O triunfo da força

Ao longo da semana passada, a morte do terrorista Osama bin Laden foi contada e recontada pelo governo dos Estados Unidos. E corrigida a cada vez que foi contada. Amadorismo da parte dos autores de tantas versões? É possível. O atentado do 11 de Setembro só não foi evitado por excesso de amadorismo dos órgãos americanos de inteligência.

É possível também que a sucessão de versões para a morte de Bin Laden não passe de manobra do governo para esconder o que de fato ocorreu. Com o que já se sabe, porém, dá para construir uma narrativa — e ela é muita feia à luz do Direito Internacional, dos Direitos Humanos e dos valores da democracia.

Em certa ocasião, candidato a presidente, Obama disse com todas as letras: “Nós vamos matar Bin Laden.” Não disse: “Nós vamos prender Bin Laden.” Muito menos: “Vamos prender, julgar e condenar Bin Laden.” Disse: “Nós vamos matar Bin Laden.” Poderia ter sido mais claro? Certamente, não.

Podia ter dito o que disse? À luz do Direito, a resposta outra vez é não. Porque numa democracia existe a separação de poderes. Não é o Executivo, encarnado pelo presidente da República, que julga e condena quem quer que seja. É a Justiça. No caso da americana, ela pode condenar à morte.

A tropa de elite despachada para o Paquistão à caça de Bin Laden recebeu a ordem expressa de matá-lo. Não encontrou resistência. A versão de que houve um tiroteio de 40 minutos foi trocada depois pela versão de que apenas uma pessoa disparou contra os soldados. E logo morreu.

Bin Laden estava no andar superior de sua mansão —nisso concordam os relatos dos americanos e de uma filha dele, detida em um andar abaixo e agora sob custódia do governo paquistanês. Segundo os americanos, ali ele foi morto. Segundo a filha, o terrorista foi levado para o andar onde estavam outros parentes dele e executado.

O terrorista estava armado e resistiu — por isso foi morto (1a – versão). O terrorista estava desarmado, mas tentou resistir (2a – versão. Resistir como? No tapa? No grito? Invocando Alá?).
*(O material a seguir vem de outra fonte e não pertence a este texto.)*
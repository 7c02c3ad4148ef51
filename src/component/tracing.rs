use tracing::{debug, info};

use super::core::{Component, ComponentContext, Flow};
use crate::request::Request;
use crate::response::Response;

pub const TRACING_COMPONENT: &str = "tracing";

/// Logs chain entry and completion for every request it sees.
///
/// Runs inside the dispatcher's request span, so both events carry the
/// request id and mount.
pub struct TracingComponent;

impl Component for TracingComponent {
    fn name(&self) -> &str {
        TRACING_COMPONENT
    }

    fn before(&self, req: &Request, cx: &ComponentContext<'_>) -> Flow {
        debug!(
            method = %req.method(),
            path = %req.path(),
            controller = %cx.controller,
            "Request entered component chain"
        );
        Flow::Continue
    }

    fn after(&self, req: &Request, res: &mut Response, cx: &ComponentContext<'_>) -> Flow {
        info!(
            method = %req.method(),
            path = %req.path(),
            controller = %cx.controller,
            action = %cx.action.map(|a| a.as_str()).unwrap_or("-"),
            status = res.status,
            latency_ms = cx.elapsed.as_millis() as u64,
            "Request completed"
        );
        Flow::Continue
    }
}
use std::sync::Arc;

use super::action::{ActionFn, ActionName, ActionTable, HandlerResult, InitFn};
use super::context::ActionContext;
use super::Controller;
use crate::component::ComponentConfig;
use crate::error::ConfigError;

type Factory<C> = Arc<dyn Fn() -> C + Send + Sync>;

/// Registration-time description of a controller.
///
/// Collects actions, init hooks and the ordered component list, then seals
/// them into a [`ControllerDescriptor`] that the dispatcher mounts.
pub struct ControllerBuilder<C: Controller> {
    name: String,
    factory: Factory<C>,
    handlers: Vec<(ActionName, ActionFn<C>)>,
    inits: Vec<(String, InitFn<C>)>,
    components: Vec<(String, ComponentConfig)>,
    invalid: Option<ConfigError>,
}

impl<C: Controller> ControllerBuilder<C> {
    /// `name` is the controller's convention name (`Widgets` →
    /// `IndexWidgetsView`); `factory` builds one instance per request.
    pub fn new<F>(name: &str, factory: F) -> Self
    where
        F: Fn() -> C + Send + Sync + 'static,
    {
        let invalid = (!valid_name(name)).then(|| ConfigError::InvalidName(name.to_string()));
        Self {
            name: name.to_string(),
            factory: Arc::new(factory),
            handlers: Vec::new(),
            inits: Vec::new(),
            components: Vec::new(),
            invalid,
        }
    }

    fn register<H>(mut self, name: ActionName, handler: H) -> Self
    where
        H: Fn(&mut C, &mut ActionContext<'_>) -> HandlerResult + Send + Sync + 'static,
    {
        self.handlers.push((name, Arc::new(handler)));
        self
    }

    /// `GET` with no segment.
    pub fn index<H>(self, handler: H) -> Self
    where
        H: Fn(&mut C, &mut ActionContext<'_>) -> HandlerResult + Send + Sync + 'static,
    {
        self.register(ActionName::index(), handler)
    }

    /// `GET /<id>`.
    pub fn object<H>(self, handler: H) -> Self
    where
        H: Fn(&mut C, &mut ActionContext<'_>) -> HandlerResult + Send + Sync + 'static,
    {
        self.register(ActionName::object(), handler)
    }

    /// `POST` with no segment.
    pub fn create<H>(self, handler: H) -> Self
    where
        H: Fn(&mut C, &mut ActionContext<'_>) -> HandlerResult + Send + Sync + 'static,
    {
        self.register(ActionName::create(), handler)
    }

    /// `POST /<id>` or `PUT /<id>`.
    pub fn update<H>(self, handler: H) -> Self
    where
        H: Fn(&mut C, &mut ActionContext<'_>) -> HandlerResult + Send + Sync + 'static,
    {
        self.register(ActionName::update(), handler)
    }

    /// `DELETE`, with or without an identifier.
    pub fn delete<H>(self, handler: H) -> Self
    where
        H: Fn(&mut C, &mut ActionContext<'_>) -> HandlerResult + Send + Sync + 'static,
    {
        self.register(ActionName::delete(), handler)
    }

    /// Explicit action reachable as the first path segment; stored as
    /// `<segment>Action`.
    pub fn action<H>(mut self, segment: &str, handler: H) -> Self
    where
        H: Fn(&mut C, &mut ActionContext<'_>) -> HandlerResult + Send + Sync + 'static,
    {
        if !valid_name(segment) && self.invalid.is_none() {
            self.invalid = Some(ConfigError::InvalidName(segment.to_string()));
        }
        self.register(ActionName::explicit(segment), handler)
    }

    /// Init hook for `action`, run before it instead of the convention view
    /// lookup.
    pub fn init<H>(mut self, action: ActionName, hook: H) -> Self
    where
        H: Fn(&mut C, &mut ActionContext<'_>) + Send + Sync + 'static,
    {
        self.inits.push((action.init_hook_key(), Arc::new(hook)));
        self
    }

    /// Append a component to this controller's chain.
    pub fn component(self, name: &str) -> Self {
        self.configure_component(name, ComponentConfig::default())
    }

    /// Append a component (if not yet listed) and merge static settings
    /// into its bundle.
    pub fn configure_component(mut self, name: &str, config: ComponentConfig) -> Self {
        match self.components.iter_mut().find(|(n, _)| n == name) {
            Some((_, existing)) => existing.merge(&config),
            None => self.components.push((name.to_string(), config)),
        }
        self
    }

    pub fn build(self) -> Result<ControllerDescriptor<C>, ConfigError> {
        if let Some(err) = self.invalid {
            return Err(err);
        }
        let actions = ActionTable::seal(&self.name, self.handlers, self.inits)?;
        Ok(ControllerDescriptor {
            name: self.name,
            factory: self.factory,
            actions,
            components: self.components,
        })
    }
}

fn valid_name(name: &str) -> bool {
    !name.is_empty() && !name.contains('/')
}

/// A sealed controller, ready to be mounted.
pub struct ControllerDescriptor<C> {
    pub(crate) name: String,
    pub(crate) factory: Factory<C>,
    pub(crate) actions: ActionTable<C>,
    pub(crate) components: Vec<(String, ComponentConfig)>,
}

impl<C> ControllerDescriptor<C> {
    #[must_use]
    pub fn name(&self) -> &str {
        &self.name
    }

    #[must_use]
    pub fn actions(&self) -> &ActionTable<C> {
        &self.actions
    }

    /// Declared component names in chain order.
    #[must_use]
    pub fn component_names(&self) -> Vec<&str> {
        self.components.iter().map(|(n, _)| n.as_str()).collect()
    }

    pub(crate) fn instantiate(&self) -> C {
        (self.factory)()
    }
}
O terrorista estava desarmado, mas havia um fuzil e uma pistola ao alcance da sua mão (3a – versão).

Poderiam tê-lo ferido na perna, por exemplo.
Não cabe a suposição de que ele escondesse explosivos junto ao corpo. Ninguém passeia dentro de casa carregando explosivos. De resto, não houve tempo suficiente, entre o início do assalto à mansão e o disparo do tiro que o matou, para que Bin Laden munisse o corpo de explosivos.
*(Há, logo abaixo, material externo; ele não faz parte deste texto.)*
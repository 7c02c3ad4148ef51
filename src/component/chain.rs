use std::collections::HashMap;
use std::sync::Arc;
use std::time::Duration;

use tracing::{debug, info, warn};

use super::core::{Component, ComponentConfig, ComponentContext, Flow};
use crate::controller::ActionName;
use crate::error::{ConfigError, DispatchError};
use crate::request::Request;
use crate::response::Response;

/// Named components known to the application.
///
/// Filled at startup; controllers refer to entries by name. Components
/// registered as global run first on every controller, in registration
/// order.
#[derive(Default, Clone)]
pub struct ComponentRegistry {
    components: HashMap<String, Arc<dyn Component>>,
    globals: Vec<String>,
}

impl ComponentRegistry {
    #[must_use]
    pub fn new() -> Self {
        Self::default()
    }

    /// Register (or replace) a component under its own name.
    pub fn register(&mut self, component: Arc<dyn Component>) {
        let name = component.name().to_string();
        if self.components.insert(name.clone(), component).is_some() {
            warn!(component = %name, "Replaced existing component");
        }
    }

    pub fn register_global(&mut self, component: Arc<dyn Component>) {
        let name = component.name().to_string();
        self.register(component);
        if !self.globals.contains(&name) {
            self.globals.push(name);
        }
    }

    #[must_use]
    pub fn get(&self, name: &str) -> Option<&Arc<dyn Component>> {
        self.components.get(name)
    }

    /// Resolve a controller's declared components into its chain: globals
    /// first, then the controller's own list in declared order. Static
    /// bundles come from `declared`, overridden by `overrides`, which may
    /// only name components in the chain.
    pub fn chain_for(
        &self,
        controller: &str,
        declared: &[(String, ComponentConfig)],
        overrides: &HashMap<String, ComponentConfig>,
    ) -> Result<ComponentChain, ConfigError> {
        let mut order: Vec<(&str, ComponentConfig)> = self
            .globals
            .iter()
            .map(|g| (g.as_str(), ComponentConfig::default()))
            .collect();
        for (name, config) in declared {
            match order.iter_mut().find(|(n, _)| *n == name.as_str()) {
                Some((_, existing)) => existing.merge(config),
                None => order.push((name.as_str(), config.clone())),
            }
        }

        if let Some(unused) = overrides
            .keys()
            .find(|name| !order.iter().any(|(n, _)| n == name))
        {
            return Err(ConfigError::UnusedComponentSettings {
                controller: controller.to_string(),
                component: unused.clone(),
            });
        }

        let mut links = Vec::with_capacity(order.len());
        for (name, mut config) in order {
            let component = self
                .components
                .get(name)
                .ok_or_else(|| ConfigError::UnknownComponent {
                    controller: controller.to_string(),
                    component: name.to_string(),
                })?;
            if let Some(extra) = overrides.get(name) {
                config.merge(extra);
            }
            links.push(Link {
                name: name.to_string(),
                component: Arc::clone(component),
                config,
            });
        }
        Ok(ComponentChain { links })
    }
}

struct Link {
    name: String,
    component: Arc<dyn Component>,
    config: ComponentConfig,
}

/// Outcome of the pre-phase.
#[derive(Debug)]
pub enum PreOutcome {
    /// Every component continued; effective settings per component, in
    /// chain order
    Continue(Vec<(String, ComponentConfig)>),
    /// A component answered the request
    ShortCircuit {
        component: String,
        response: Response,
    },
}

/// Ordered components of one controller. Immutable once built.
pub struct ComponentChain {
    links: Vec<Link>,
}

impl ComponentChain {
    #[must_use]
    pub fn empty() -> Self {
        Self { links: Vec::new() }
    }

    #[must_use]
    pub fn names(&self) -> Vec<&str> {
        self.links.iter().map(|l| l.name.as_str()).collect()
    }

    #[must_use]
    pub fn len(&self) -> usize {
        self.links.len()
    }

    #[must_use]
    pub fn is_empty(&self) -> bool {
        self.links.is_empty()
    }

    /// Run every `before` in order. `overlay` is asked once per component,
    /// right before that component runs, for per-request settings.
    pub fn run_before<F>(&self, request: &Request, controller: &str, mut overlay: F) -> PreOutcome
    where
        F: FnMut(&str) -> Option<ComponentConfig>,
    {
        let mut effective = Vec::with_capacity(self.links.len());
        for (idx, link) in self.links.iter().enumerate() {
            let config = link.config.merged(overlay(&link.name).as_ref());
            let cx = ComponentContext {
                controller,
                action: None,
                config: &config,
                elapsed: Duration::ZERO,
            };
            let flow = link.component.before(request, &cx);
            let response = match flow {
                Flow::Continue => {
                    effective.push((link.name.clone(), config));
                    continue;
                }
                Flow::Replace(r) | Flow::Halt(r) => r,
                Flow::Stop => DispatchError::not_found(format!(
                    "component '{}' stopped the request",
                    link.name
                ))
                .into_response(),
            };
            debug!(
                request_id = %request.request_id(),
                controller = %controller,
                component = %link.name,
                component_idx = idx,
                status = response.status,
                "Component short-circuited pre-phase"
            );
            for (earlier, (_, config)) in self.links[..idx].iter().zip(&effective) {
                let cx = ComponentContext {
                    controller,
                    action: None,
                    config,
                    elapsed: Duration::ZERO,
                };
                earlier.component.short_circuited(request, &response, &cx);
            }
            return PreOutcome::ShortCircuit {
                component: link.name.clone(),
                response,
            };
        }
        PreOutcome::Continue(effective)
    }

    /// Run every `after` in order. `configs` are the effective settings
    /// returned by [`run_before`](Self::run_before).
    pub fn run_after(
        &self,
        request: &Request,
        mut response: Response,
        controller: &str,
        action: Option<&ActionName>,
        configs: &[(String, ComponentConfig)],
        elapsed: Duration,
    ) -> Response {
        for (link, (_, config)) in self.links.iter().zip(configs) {
            let cx = ComponentContext {
                controller,
                action,
                config,
                elapsed,
            };
            match link.component.after(request, &mut response, &cx) {
                Flow::Continue => {}
                Flow::Replace(r) => response = r,
                Flow::Halt(r) => {
                    debug!(
                        request_id = %request.request_id(),
                        component = %link.name,
                        status = r.status,
                        "Component halted post-phase"
                    );
                    return r;
                }
                Flow::Stop => {
                    info!(
                        request_id = %request.request_id(),
                        controller = %controller,
                        component = %link.name,
                        "Component rejected response - substituting not found"
                    );
                    return DispatchError::not_found(format!(
                        "component '{}' rejected the response",
                        link.name
                    ))
                    .into_response();
                }
            }
        }
        response
    }
}

#[cfg(test)]
mod tests {
    use super::*;
    use http::Method;
    use serde_json::json;
    use std::sync::Mutex;

    struct Recorder {
        name: &'static str,
        log: Arc<Mutex<Vec<String>>>,
        before: Flow,
        after: Flow,
    }

    impl Component for Recorder {
        fn name(&self) -> &str {
            self.name
        }
        fn before(&self, _req: &Request, cx: &ComponentContext<'_>) -> Flow {
            let tag = cx.config.get_str("tag").unwrap_or("-");
            self.log.lock().unwrap().push(format!("before:{}:{tag}", self.name));
            self.before.clone()
        }
        fn after(&self, _req: &Request, _res: &mut Response, _cx: &ComponentContext<'_>) -> Flow {
            self.log.lock().unwrap().push(format!("after:{}", self.name));
            self.after.clone()
        }
        fn short_circuited(&self, _req: &Request, res: &Response, _cx: &ComponentContext<'_>) {
            self.log
                .lock()
                .unwrap()
                .push(format!("short:{}:{}", self.name, res.status));
        }
    }

    fn registry(log: &Arc<Mutex<Vec<String>>>, specs: &[(&'static str, Flow, Flow)]) -> ComponentRegistry {
        let mut reg = ComponentRegistry::new();
        for (name, before, after) in specs {
            reg.register(Arc::new(Recorder {
                name,
                log: Arc::clone(log),
                before: before.clone(),
                after: after.clone(),
            }));
        }
        reg
    }

    fn declared(names: &[&str]) -> Vec<(String, ComponentConfig)> {
        names
            .iter()
            .map(|n| (n.to_string(), ComponentConfig::default()))
            .collect()
    }

    #[test]
    fn unknown_component_is_a_config_error() {
        let reg = ComponentRegistry::new();
        let err = reg
            .chain_for("Widgets", &declared(&["auth"]), &HashMap::new())
            .err()
            .unwrap();
        assert!(matches!(err, ConfigError::UnknownComponent { .. }));
    }

    #[test]
    fn settings_for_an_unused_component_are_rejected() {
        let log = Arc::new(Mutex::new(Vec::new()));
        let reg = registry(
            &log,
            &[
                ("auth", Flow::Continue, Flow::Continue),
                ("cors", Flow::Continue, Flow::Continue),
            ],
        );
        let overrides = HashMap::from([(
            "cors".to_string(),
            ComponentConfig::new().with("origins", json!(["*"])),
        )]);
        let err = reg
            .chain_for("Widgets", &declared(&["auth"]), &overrides)
            .err()
            .unwrap();
        assert!(matches!(
            err,
            ConfigError::UnusedComponentSettings { ref controller, ref component }
                if controller == "Widgets" && component == "cors"
        ));
    }

    #[test]
    fn globals_run_first_and_are_not_duplicated() {
        let log = Arc::new(Mutex::new(Vec::new()));
        let mut reg = registry(&log, &[("a", Flow::Continue, Flow::Continue)]);
        reg.register_global(Arc::new(Recorder {
            name: "g",
            log: Arc::clone(&log),
            before: Flow::Continue,
            after: Flow::Continue,
        }));
        let chain = reg
            .chain_for("W", &declared(&["a", "g"]), &HashMap::new())
            .unwrap();
        assert_eq!(chain.names(), vec!["g", "a"]);
    }

    #[test]
    fn overlay_is_requested_once_per_component_before_it_runs() {
        let log = Arc::new(Mutex::new(Vec::new()));
        let reg = registry(
            &log,
            &[
                ("a", Flow::Continue, Flow::Continue),
                ("b", Flow::Halt(Response::new(403)), Flow::Continue),
                ("c", Flow::Continue, Flow::Continue),
            ],
        );
        let chain = reg
            .chain_for("W", &declared(&["a", "b", "c"]), &HashMap::new())
            .unwrap();
        let req = Request::builder(Method::GET, "/w").build();
        let mut asked = Vec::new();
        let outcome = chain.run_before(&req, "W", |name| {
            asked.push(name.to_string());
            Some(ComponentConfig::new().with("tag", json!(name.to_uppercase())))
        });
        assert_eq!(asked, vec!["a", "b"]);
        // only `a` continued before `b` answered, so only `a` is told
        assert_eq!(
            *log.lock().unwrap(),
            vec!["before:a:A", "before:b:B", "short:a:403"]
        );
        match outcome {
            PreOutcome::ShortCircuit { component, response } => {
                assert_eq!(component, "b");
                assert_eq!(response.status, 403);
            }
            PreOutcome::Continue(_) => panic!("expected short circuit"),
        }
    }

    #[test]
    fn post_phase_stop_substitutes_not_found_and_ends_chain() {
        let log = Arc::new(Mutex::new(Vec::new()));
        let reg = registry(
            &log,
            &[
                ("a", Flow::Continue, Flow::Stop),
                ("b", Flow::Continue, Flow::Continue),
            ],
        );
        let chain = reg
            .chain_for("W", &declared(&["a", "b"]), &HashMap::new())
            .unwrap();
        let req = Request::builder(Method::GET, "/w").build();
        let PreOutcome::Continue(configs) = chain.run_before(&req, "W", |_| None) else {
            panic!("expected continue");
        };
        let out = chain.run_after(&req, Response::new(200), "W", None, &configs, Duration::ZERO);
        assert_eq!(out.status, 404);
        assert_eq!(*log.lock().unwrap(), vec!["before:a:-", "before:b:-", "after:a"]);
    }
}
Da mesma forma como Bin Laden morto foi transferido para um porta-aviões e de lá jogado no mar, também poderia ter sido levado vivo ao porta-aviões e de lá para os Estados Unidos.

Nos anos 50, um comando de Israel prendeu na Argentina o nazista e assassino de milhões de judeus Adolf Eichmann. Uma vez julgado, mataram-no.

Bush Jr ., que invadiu o Iraque sob o falso pretexto de que o país armazenava armas de destruição em massa, derrubou o ditador Saddam Hussein e ordenou sua captura. Saddam foi descoberto dentro de um buraco. Teria sido fácil matá-lo. Foi julgado pela Justiça do seu país sob o controle dos americanos. Acabou enforcado. As aparências foram salvas.

Em momento algum, Obama pareceu preocupado em salvar as aparências. Prometera durante a campanha fechar a prisão de Guantánamo, em Cuba, onde pessoas detidas ilegalmente são torturadas. Não fechou. A pista para a localização do esconderijo de Bin Laden foi obtida mediante a tortura de um terrorista.

A soberania do Paquistão foi violada pelos Estados Unidos. E o mundo festejou um ato de justiça que não passou de vingança. Que me perdoem os realistas ou indiferentes: sou pai de três filhos. Ganhei um neto há pouco. Não posso dizer a eles que tortura, assassinato e violação da soberania de um país são crimes justificáveis em certos casos.

Quem decide que casos são esses? Quem tem a força. No 11 de Setembro foi Bin Laden. Agora, Obama.